Regulation of humoral immunity by complement

Abstract

The complement system of innate immunity is important in regulating humoral immunity largely through the complement receptor CR2, which forms a coreceptor on B cells during antigen-induced activation. However, CR2 also retains antigens on follicular dendritic cells (FDCs). Display of antigen on FDCs is critical for clonal selection and affinity maturation of activated B cells. This review will discuss the role of complement in adaptive immunity in general with a focus on the interplay between CR2-associated antigen on B cells with CR2 expressed on FDCs. This latter interaction provides an opportunity for memory B cells to sample antigen over prolonged periods. The cocrystal structure of CR2 with its ligand C3d provides insight into how the complement system regulates access of antigen by B cells with implications for therapeutic manipulations to modulate aberrant B cell responses in the case of autoimmunity.

Figure 1

Structure-based cartoon depiction of the processes involved in the covalent tagging of antigen with C3b and its subsequent degradation to to the equivalent CR2 ligands iC3b, C3dg and C3d. In native C3, the intramolecular thioester bond of the TED domain is buried at an interface, and is thus denoted in grey. Following proteolytic removal of the C3a activation fragment by C3 convertase, which would be present on the antigen surface, a massive conformational change ensues in the C3b fragment. The activated thioester carbonyl becomes exposed and can react with a hydroxyl group on the antigen surface (grey shaded box), thereby forming a covalent ester linkage. Whereas the CR2 binding surface of the C3d moiety is largely obstructed in C3b, it becomes accessible as a result of the conformational changes accompanying removal of the small C3f peptide of the CUB (for complement C1r and C1s, Uegf and bone morphogenic protein 1) domain by factor I (in concert with cofactor FH) that generates iC3b. An additional cleavage of the CUB domain by FI (this time requiring CR1 (CD35) as the cofactor) releases C3c and leaves C3dg still covalently bound to the antigen. Further proteolytic trimming of C3dg can yield the C3d limit fragment. These cartoons, although greatly simplified to depict only the most relevant domains as individual entities, are based on the crystal structures of native C3 and C3b (Janssen et al., 2006) and EM images of iC3b (Alcorlo et al., 2011; Nishida et al., 2006).
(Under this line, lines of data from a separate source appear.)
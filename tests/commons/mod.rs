#![allow(dead_code)]

use std::net::SocketAddr;
use std::sync::Arc;
use std::time::Duration;

use tempfile::TempDir;
use tokio::sync::watch;
use tokio::task::JoinHandle;
use trace_gateway::signal::Signal;
use trace_gateway::source::SledSignalDb;
use trace_gateway::Gateway;
use trace_gateway::GatewayBuilder;
use trace_gateway::GatewayConfig;

pub const VERSION: &str = "v1";
const WAIT_FOR_API_READY_IN_MS: u64 = 2000;

/// A gateway serving a sled store in a temp dir. Writes to `signals` reach
/// blocked requests through the gateway's sled change feed.
pub struct TestGateway {
    pub addr: SocketAddr,
    pub gateway: Arc<Gateway>,
    pub signals: SledSignalDb,
    shutdown_tx: watch::Sender<()>,
    server: JoinHandle<()>,
    _dir: TempDir,
}

impl TestGateway {
    pub fn url(
        &self,
        path_and_query: &str,
    ) -> String {
        format!("http://{}{}", self.addr, path_and_query)
    }

    pub fn insert(
        &self,
        id: &str,
    ) {
        self.signals.put_signal(&signal(id)).unwrap();
    }

    pub fn delete(
        &self,
        id: &str,
    ) {
        assert!(self.signals.delete_signal(id).unwrap());
    }

    /// Fills version `version` with `ids`, applies it as a snapshot and
    /// waits until reads are served from it. Returns its signal table.
    pub async fn switch_version(
        &self,
        version: &str,
        ids: &[&str],
    ) -> SledSignalDb {
        let signals = self.gateway.sled_data().unwrap().signal_db(version).unwrap();
        for id in ids {
            signals.put_signal(&signal(id)).unwrap();
        }
        self.gateway.apply_snapshot(version).unwrap();

        let result = tokio::time::timeout(Duration::from_millis(WAIT_FOR_API_READY_IN_MS), async {
            while self.gateway.db_manager().current_version().as_deref() != Some(version) {
                tokio::time::sleep(Duration::from_millis(10)).await;
            }
        })
        .await;
        assert!(result.is_ok(), "version {version} not applied");
        signals
    }

    pub async fn stop(self) {
        self.shutdown_tx.send(()).unwrap();
        tokio::time::timeout(Duration::from_secs(5), self.server)
            .await
            .unwrap()
            .unwrap();
    }
}

pub fn signal(id: &str) -> Signal {
    Signal::new(id, format!("http://app/{id}"), "GET")
}

pub async fn start_gateway(
    ids: &[&str],
    configure: impl FnOnce(&mut GatewayConfig),
) -> TestGateway {
    let dir = tempfile::tempdir().unwrap();
    let mut config = GatewayConfig::default();
    config.storage.db_root_dir = dir.path().to_path_buf();
    config.server.listen_address = ([127, 0, 0, 1], 0).into();
    configure(&mut config);
    let config = config.validate().unwrap();

    let (shutdown_tx, shutdown_rx) = watch::channel(());
    let gateway = GatewayBuilder::init(config, shutdown_rx)
        .build()
        .unwrap()
        .ready()
        .unwrap();

    let sled_data = gateway.sled_data().unwrap();
    let signals = sled_data.signal_db(VERSION).unwrap();
    for id in ids {
        signals.put_signal(&signal(id)).unwrap();
    }
    gateway.apply_snapshot(VERSION).unwrap();
    wait_for_api_ready(&gateway).await;

    let (addr, server) = gateway.bind().unwrap();
    let server = tokio::spawn(server);

    TestGateway {
        addr,
        gateway,
        signals,
        shutdown_tx,
        server,
        _dir: dir,
    }
}

async fn wait_for_api_ready(gateway: &Gateway) {
    let retry_interval = Duration::from_millis(10);
    let result = tokio::time::timeout(Duration::from_millis(WAIT_FOR_API_READY_IN_MS), async {
        while !gateway.api().is_initialized() {
            tokio::time::sleep(retry_interval).await;
        }
    })
    .await;
    assert!(result.is_ok(), "API not initialized within {WAIT_FOR_API_READY_IN_MS}ms");
}
//! HTTP surface of the gateway.
//!
//! - `GET /<signal_path>?block=<secs>`: current trace signals, long-polled
//!   when the client sends its known ids in `If-None-Match`
//! - `POST /<upload_path>`: relays captured trace data to the blob store
//!
//! Both routes answer `404` until [`ApiControl::init_api`] has run.

mod long_poll;
mod manager;
mod response;
mod routes;
mod upload;
pub use long_poll::*;
pub use manager::*;
pub use response::*;
pub use routes::*;

#[cfg(test)]
mod manager_test;

#[cfg(test)]
use mockall::automock;

/// Control surface used by the sync event listener
#[cfg_attr(test, automock)]
pub trait ApiControl: Send + Sync + 'static {
    /// Enables the routes and starts change distribution. Idempotent.
    fn init_api(&self);

    /// Wakes every request currently waiting for a change
    fn notify_change(&self);
}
The relative binding affinities of the antigen bound C3 split products are indicated.

Figure 2

Complement as a bridge linking the innate and adaptive immune systems – the molecular adjuvant role of antigen-linked C3d. A) Co-ligation of the BCR with the CR2;CD19; CD81 complex leads to augmented signaling when naïve B cells first encounter antigen and initiate the process leading to their clonal expansion. The white-boxed area indicates the key binding interaction between CR2(CCP1-2) with a C3d (TED) domain that is covalently bound (yellow triangle) to the antigen recognized by the BCR of this particular B cell. B) CR2 present on FDC may also capture C3d-opsonized antigen and present this antigen to previously primed B cell centrocytes in the germinal centre of the lymph node.

Figure 3

The structure of the CR2 (CCP1-2):C3d complex: A) Comparison of the CR2:C3d binding interfaces in the 2001 (PDB 1GHQ, Szakonyi et al.) and 2011 (PDB 3OED, van den Elsen and Isenman) CR2(CCP1-2):C3d co-crystal structures. Ribbon representations of the essentially identical C3d molecules of the 2001 structure (yellow) and the 2011 structure (green) were superimposed in an orientation where one is looking into the acidic pocket of the C3d molecule. The respective placements of the CR2 (CCP1-2) molecules in the 2001 and 2011 co-crystal structures are denoted by the red and magenta ribbon diagrams, respectively. The grey spheres indicate the respective positions of the two zinc atoms at the interface visualized in the 2001 structure. B) Depiction of the charge complementarity at the interface between the positively-charged side chains of CR2(CCP1-2) that point down towards the acidic pocket on the concave surface of C3d. C3d is shown as a molecular surface representation colored for electrostatic potential; red negative, blue positive, grey neutral. The ribbon rendering of the CR2 domains is semi-transparent. (Adapted from van den Elsen and Isenman, 2011).

Figure 4

Pathways for the recognition of B cell antigen in the lymph node. (1) Immune complexes (ICs), formed by the deposition of complement proteins (in this illustration, C3d) and IgG on the surface of antigen, bind to complement receptor 3 (CR3) on the surface of subcapsular sinus macrophages (MΦ). (2) Naive B cells transport complement-coated ICs from the subcapsular sinus to FDCs. (3) The ICs are transferred in a complement receptor 2 (CR2)-mediated mechanism from the surface of the B cell to the FDC. (4) Cognate B cells capture small antigen directly from the surface of FDCs, associated with CR2 receptors (adapted from (Gonzalez et al., 2011).